◆ **REQUIRED ACTION**: The records below are to be retyped in full, without any alteration.

◆ **Data excerpts**:
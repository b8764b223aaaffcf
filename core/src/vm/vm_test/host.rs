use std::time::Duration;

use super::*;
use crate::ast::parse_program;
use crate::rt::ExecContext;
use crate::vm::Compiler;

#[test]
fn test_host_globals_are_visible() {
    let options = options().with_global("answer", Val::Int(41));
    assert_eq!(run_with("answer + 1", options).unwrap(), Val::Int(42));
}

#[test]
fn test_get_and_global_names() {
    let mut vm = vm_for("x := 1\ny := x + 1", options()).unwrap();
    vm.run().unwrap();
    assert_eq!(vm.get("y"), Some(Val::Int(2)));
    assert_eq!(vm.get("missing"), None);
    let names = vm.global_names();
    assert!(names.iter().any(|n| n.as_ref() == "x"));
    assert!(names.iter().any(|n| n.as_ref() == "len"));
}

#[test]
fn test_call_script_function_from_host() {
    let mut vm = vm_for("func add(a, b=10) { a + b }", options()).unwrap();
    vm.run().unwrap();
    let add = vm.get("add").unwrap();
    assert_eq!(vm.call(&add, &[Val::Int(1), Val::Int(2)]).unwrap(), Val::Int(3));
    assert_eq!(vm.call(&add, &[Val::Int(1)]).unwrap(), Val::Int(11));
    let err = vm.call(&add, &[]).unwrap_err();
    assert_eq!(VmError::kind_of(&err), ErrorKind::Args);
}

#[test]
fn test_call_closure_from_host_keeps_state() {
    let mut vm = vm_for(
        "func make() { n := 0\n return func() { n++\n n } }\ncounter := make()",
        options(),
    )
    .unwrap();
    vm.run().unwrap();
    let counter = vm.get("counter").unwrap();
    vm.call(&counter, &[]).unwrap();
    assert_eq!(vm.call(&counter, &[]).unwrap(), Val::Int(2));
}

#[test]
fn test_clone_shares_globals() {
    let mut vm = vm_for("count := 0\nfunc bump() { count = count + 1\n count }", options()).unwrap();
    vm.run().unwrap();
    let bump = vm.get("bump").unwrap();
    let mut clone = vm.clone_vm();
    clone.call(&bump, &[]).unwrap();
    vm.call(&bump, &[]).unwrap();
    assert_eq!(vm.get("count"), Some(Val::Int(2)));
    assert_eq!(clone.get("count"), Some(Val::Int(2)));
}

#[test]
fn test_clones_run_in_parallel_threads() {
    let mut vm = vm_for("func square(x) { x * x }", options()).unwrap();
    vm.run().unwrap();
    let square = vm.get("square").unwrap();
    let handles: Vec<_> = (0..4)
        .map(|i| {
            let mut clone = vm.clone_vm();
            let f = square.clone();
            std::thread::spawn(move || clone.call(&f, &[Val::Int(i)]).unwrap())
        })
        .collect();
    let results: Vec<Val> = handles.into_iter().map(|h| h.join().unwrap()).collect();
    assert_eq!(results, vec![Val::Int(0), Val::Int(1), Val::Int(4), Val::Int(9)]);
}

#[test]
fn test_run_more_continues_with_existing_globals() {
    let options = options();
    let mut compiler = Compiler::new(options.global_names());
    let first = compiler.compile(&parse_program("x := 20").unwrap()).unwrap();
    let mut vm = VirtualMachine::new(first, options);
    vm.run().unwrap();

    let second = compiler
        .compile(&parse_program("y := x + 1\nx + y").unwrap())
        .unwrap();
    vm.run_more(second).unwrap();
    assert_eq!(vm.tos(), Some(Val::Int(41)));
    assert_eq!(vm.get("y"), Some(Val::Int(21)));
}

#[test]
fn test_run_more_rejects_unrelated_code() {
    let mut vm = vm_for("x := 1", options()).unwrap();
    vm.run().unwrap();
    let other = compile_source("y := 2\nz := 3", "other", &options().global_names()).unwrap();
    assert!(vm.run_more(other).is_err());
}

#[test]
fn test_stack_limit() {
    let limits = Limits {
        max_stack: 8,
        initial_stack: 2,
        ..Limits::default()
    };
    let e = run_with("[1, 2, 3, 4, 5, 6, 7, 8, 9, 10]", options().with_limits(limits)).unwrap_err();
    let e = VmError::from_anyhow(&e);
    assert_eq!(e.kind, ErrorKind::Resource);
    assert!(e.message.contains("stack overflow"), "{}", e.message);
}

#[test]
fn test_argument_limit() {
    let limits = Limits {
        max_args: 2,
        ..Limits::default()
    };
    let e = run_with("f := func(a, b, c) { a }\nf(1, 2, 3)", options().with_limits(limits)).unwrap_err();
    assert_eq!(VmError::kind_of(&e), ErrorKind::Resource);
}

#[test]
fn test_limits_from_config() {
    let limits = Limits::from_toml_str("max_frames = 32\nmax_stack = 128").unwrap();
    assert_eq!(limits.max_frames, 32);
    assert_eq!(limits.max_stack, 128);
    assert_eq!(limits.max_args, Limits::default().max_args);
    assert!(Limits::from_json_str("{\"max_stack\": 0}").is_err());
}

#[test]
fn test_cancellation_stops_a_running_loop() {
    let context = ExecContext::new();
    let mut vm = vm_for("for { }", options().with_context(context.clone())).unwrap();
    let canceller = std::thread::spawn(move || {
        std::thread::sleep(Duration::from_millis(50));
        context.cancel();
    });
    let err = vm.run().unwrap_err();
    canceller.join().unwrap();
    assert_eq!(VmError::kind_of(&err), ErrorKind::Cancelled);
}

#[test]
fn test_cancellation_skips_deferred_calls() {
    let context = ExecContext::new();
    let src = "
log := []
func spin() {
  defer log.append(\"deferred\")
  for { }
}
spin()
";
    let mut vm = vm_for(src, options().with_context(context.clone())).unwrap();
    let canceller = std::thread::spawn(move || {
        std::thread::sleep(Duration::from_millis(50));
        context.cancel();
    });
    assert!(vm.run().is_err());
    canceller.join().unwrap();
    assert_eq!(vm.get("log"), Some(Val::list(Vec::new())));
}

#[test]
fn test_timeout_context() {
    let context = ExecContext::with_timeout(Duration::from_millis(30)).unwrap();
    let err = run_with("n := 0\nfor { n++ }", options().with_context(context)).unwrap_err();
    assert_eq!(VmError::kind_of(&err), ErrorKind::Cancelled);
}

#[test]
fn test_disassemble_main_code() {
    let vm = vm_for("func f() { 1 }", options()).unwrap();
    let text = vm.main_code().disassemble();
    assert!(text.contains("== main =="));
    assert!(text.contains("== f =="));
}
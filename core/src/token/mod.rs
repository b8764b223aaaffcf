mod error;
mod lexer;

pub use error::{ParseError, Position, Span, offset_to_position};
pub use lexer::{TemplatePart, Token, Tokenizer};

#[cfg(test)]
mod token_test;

◆ **RESPONSE BOX**:
repository b8764b223aaaffcf
filename core/src/vm/vm_test/host.rs
use std::time::Duration;

use super::*;
use crate::ast::parse_program;
use crate::rt::ExecContext;
use crate::vm::Compiler;

#[test]
fn test_host_globals_are_visible() {
    let options = options().with_global("answer", Val::Int(41));
    assert_eq!(run_with("answer + 1", options).unwrap(), Val::Int(42));
}

#[test]
fn test_get_and_global_names() {
    let mut vm = vm_for("x := 1\ny := x + 1", options()).unwrap();
    vm.run().unwrap();
    assert_eq!(vm.get("y"), Some(Val::Int(2)));
    assert_eq!(vm.get("missing"), None);
    let names = vm.global_names();
    assert!(names.iter().any(|n| n.as_ref() == "x"));
    assert!(names.iter().any(|n| n.as_ref() == "len"));
}

#[test]
fn test_call_script_function_from_host() {
    let mut vm = vm_for("func add(a, b=10) { a + b }", options()).unwrap();
    vm.run().unwrap();
    let add = vm.get("add").unwrap();
    assert_eq!(vm.call(&add, &[Val::Int(1), Val::Int(2)]).unwrap(), Val::Int(3));
    assert_eq!(vm.call(&add, &[Val::Int(1)]).unwrap(), Val::Int(11));
    let err = vm.call(&add, &[]).unwrap_err();
    assert_eq!(VmError::kind_of(&err), ErrorKind::Args);
}

#[test]
fn test_call_closure_from_host_keeps_state() {
    let mut vm = vm_for(
        "func make() { n := 0\n return func() { n++\n n } }\ncounter := make()",
        options(),
    )
    .unwrap();
    vm.run().unwrap();
    let counter = vm.get("counter").unwrap();
    vm.call(&counter, &[]).unwrap();
    assert_eq!(vm.call(&counter, &[]).unwrap(), Val::Int(2));
}

#[test]
fn test_clone_shares_globals() {
    let mut vm = vm_for("count := 0\nfunc bump() { count = count + 1\n count }", options()).unwrap();
    vm.run().unwrap();
    let bump = vm.get("bump").unwrap();
    let mut clone = vm.clone_vm();
    clone.call(&bump, &[]).unwrap();
    vm.call(&bump, &[]).unwrap();
    assert_eq!(vm.get("count"), Some(Val::Int(2)));
    assert_eq!(clone.get("count"), Some(Val::Int(2)));
}

#[test]
fn test_clones_run_in_parallel_threads() {
    let mut vm = vm_for("func square(x) { x * x }", options()).unwrap();
    vm.run().unwrap();
    let square = vm.get("square").unwrap();
    let handles: Vec<_> = (0..4)
        .map(|i| {
            let mut clone = vm.clone_vm();
            let f = square.clone();
            std::thread::spawn(move || clone.call(&f, &[Val::Int(i)]).unwrap())
        })
        .collect();
    let results: Vec<Val> = handles.into_iter().map(|h| h.join().unwrap()).collect();
    assert_eq!(results, vec![Val::Int(0), Val::Int(1), Val::Int(4), Val::Int(9)]);
}

#[test]
fn test_run_more_continues_with_existing_globals() {
    let options = options();
    let mut compiler = Compiler::new(options.global_names());
    let first = compiler.compile(&parse_program("x := 20").unwrap()).unwrap();
    let mut vm = VirtualMachine::new(first, options);
    vm.run().unwrap();

    let second = compiler
        .compile(&parse_program("y := x + 1\nx + y").unwrap())
        .unwrap();
    vm.run_more(second).unwrap();
    assert_eq!(vm.tos(), Some(Val::Int(41)));
    assert_eq!(vm.get("y"), Some(Val::Int(21)));
}

#[test]
fn test_run_more_rejects_unrelated_code() {
    let mut vm = vm_for("x := 1", options()).unwrap();
    vm.run().unwrap();
    let other = compile_source("y := 2\nz := 3", "other", &options().global_names()).unwrap();
    assert!(vm.run_more(other).is_err());
}

#[test]
fn test_stack_limit() {
    let limits = Limits {
        max_stack: 8,
        initial_stack: 2,
        ..Limits::default()
    };
    let e = run_with("[1, 2, 3, 4, 5, 6, 7, 8, 9, 10]", options().with_limits(limits)).unwrap_err();
    let e = VmError::from_anyhow(&e);
    assert_eq!(e.kind, ErrorKind::Resource);
    assert!(e.message.contains("stack overflow"), "{}", e.message);
}

#[test]
fn test_argument_limit() {
    let limits = Limits {
        max_args: 2,
        ..Limits::default()
    };
    let e = run_with("f := func(a, b, c) { a }\nf(1, 2, 3)", options().with_limits(limits)).unwrap_err();
    assert_eq!(VmError::kind_of(&e), ErrorKind::Resource);
}

#[test]
fn test_limits_from_config() {
    let limits = Limits::from_toml_str("max_frames = 32\nmax_stack = 128").unwrap();
    assert_eq!(limits.max_frames, 32);
    assert_eq!(limits.max_stack, 128);
    assert_eq!(limits.max_args, Limits::default().max_args);
    assert!(Limits::from_json_str("{\"max_stack\": 0}").is_err());
}

#[test]
fn test_cancellation_stops_a_running_loop() {
    let context = ExecContext::new();
    let mut vm = vm_for("for { }", options().with_context(context.clone())).unwrap();
    let canceller = std::thread::spawn(move || {
        std::thread::sleep(Duration::from_millis(50));
        context.cancel();
    });
    let err = vm.run().unwrap_err();
    canceller.join().unwrap();
    assert_eq!(VmError::kind_of(&err), ErrorKind::Cancelled);
}

#[test]
fn test_cancellation_skips_deferred_calls() {
    let context = ExecContext::new();
    let src = "
log := []
func spin() {
  defer log.append(\"deferred\")
  for { }
}
spin()
";
    let mut vm = vm_for(src, options().with_context(context.clone())).unwrap();
    let canceller = std::thread::spawn(move || {
        std::thread::sleep(Duration::from_millis(50));
        context.cancel();
    });
    assert!(vm.run().is_err());
    canceller.join().unwrap();
    assert_eq!(vm.get("log"), Some(Val::list(Vec::new())));
}

#[test]
fn test_timeout_context() {
    let context = ExecContext::with_timeout(Duration::from_millis(30)).unwrap();
    let err = run_with("n := 0\nfor { n++ }", options().with_context(context)).unwrap_err();
    assert_eq!(VmError::kind_of(&err), ErrorKind::Cancelled);
}

#[test]
fn test_disassemble_main_code() {
    let vm = vm_for("func f() { 1 }", options()).unwrap();
    let text = vm.main_code().disassemble();
    assert!(text.contains("== main =="));
    assert!(text.contains("== f =="));
}
filename core/src/token/mod.rs
repository b8764b223aaaffcf
mod error;
mod lexer;

pub use error::{ParseError, Position, Span, offset_to_position};
pub use lexer::{TemplatePart, Token, Tokenizer};

#[cfg(test)]
mod token_test;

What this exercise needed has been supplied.